WORK REQUIRED –
All entries are to be returned verbatim.

Stored data:
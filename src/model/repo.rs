use crate::{
    model::{ModelManager, error::DatabaseResult},
    web::AuthenticatedUser,
};

#[derive(Debug, Clone, Copy, PartialEq, Eq)]
pub enum ResourceType {
    User,
    Module,
    Assignment,
    Quiz,
    UserProgress,
}

pub trait ResourceTyped {
    fn get_resource_type() -> ResourceType;
}

/// Rows are created and deleted but never edited in place.
#[async_trait::async_trait]
pub trait CrudRepository<T, Create, V>
where
    T: ResourceTyped,
    V: Clone + Copy,
{
    async fn create(mm: &ModelManager, actor: &AuthenticatedUser, data: Create)
    -> DatabaseResult<T>;

    async fn delete(self, mm: &ModelManager, actor: &AuthenticatedUser) -> DatabaseResult<()>
    where
        Self: Sized;

    async fn find_by_id(
        mm: &ModelManager,
        actor: &AuthenticatedUser,
        id: V,
    ) -> DatabaseResult<Option<T>>;

    /// Rows visible to `actor`, newest first.
    async fn list(
        mm: &ModelManager,
        actor: &AuthenticatedUser,
        limit: i64,
        offset: i64,
    ) -> DatabaseResult<Vec<T>>;

    async fn count(mm: &ModelManager, actor: &AuthenticatedUser) -> DatabaseResult<i64>;
}
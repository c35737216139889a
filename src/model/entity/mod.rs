mod user;
pub use user::{UserEntity, UserEntityCreate, normalize_email};

mod module;
pub use module::{LearningModule, ModuleCreate};

mod user_progress;
pub use user_progress::{ModuleProgressRow, ProgressStats, UserProgress};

OUTPUT –
filename src/model/repo.rs
use crate::{
    model::{ModelManager, error::DatabaseResult},
    web::AuthenticatedUser,
};

#[derive(Debug, Clone, Copy, PartialEq, Eq)]
pub enum ResourceType {
    User,
    Module,
    Assignment,
    Quiz,
    UserProgress,
}

pub trait ResourceTyped {
    fn get_resource_type() -> ResourceType;
}

/// Rows are created and deleted but never edited in place.
#[async_trait::async_trait]
pub trait CrudRepository<T, Create, V>
where
    T: ResourceTyped,
    V: Clone + Copy,
{
    async fn create(mm: &ModelManager, actor: &AuthenticatedUser, data: Create)
    -> DatabaseResult<T>;

    async fn delete(self, mm: &ModelManager, actor: &AuthenticatedUser) -> DatabaseResult<()>
    where
        Self: Sized;

    async fn find_by_id(
        mm: &ModelManager,
        actor: &AuthenticatedUser,
        id: V,
    ) -> DatabaseResult<Option<T>>;

    /// Rows visible to `actor`, newest first.
    async fn list(
        mm: &ModelManager,
        actor: &AuthenticatedUser,
        limit: i64,
        offset: i64,
    ) -> DatabaseResult<Vec<T>>;

    async fn count(mm: &ModelManager, actor: &AuthenticatedUser) -> DatabaseResult<i64>;
}
repository c35737216139889a
filename src/model/entity/mod.rs
mod user;
pub use user::{UserEntity, UserEntityCreate, normalize_email};

mod module;
pub use module::{LearningModule, ModuleCreate};

mod user_progress;
pub use user_progress::{ModuleProgressRow, ProgressStats, UserProgress};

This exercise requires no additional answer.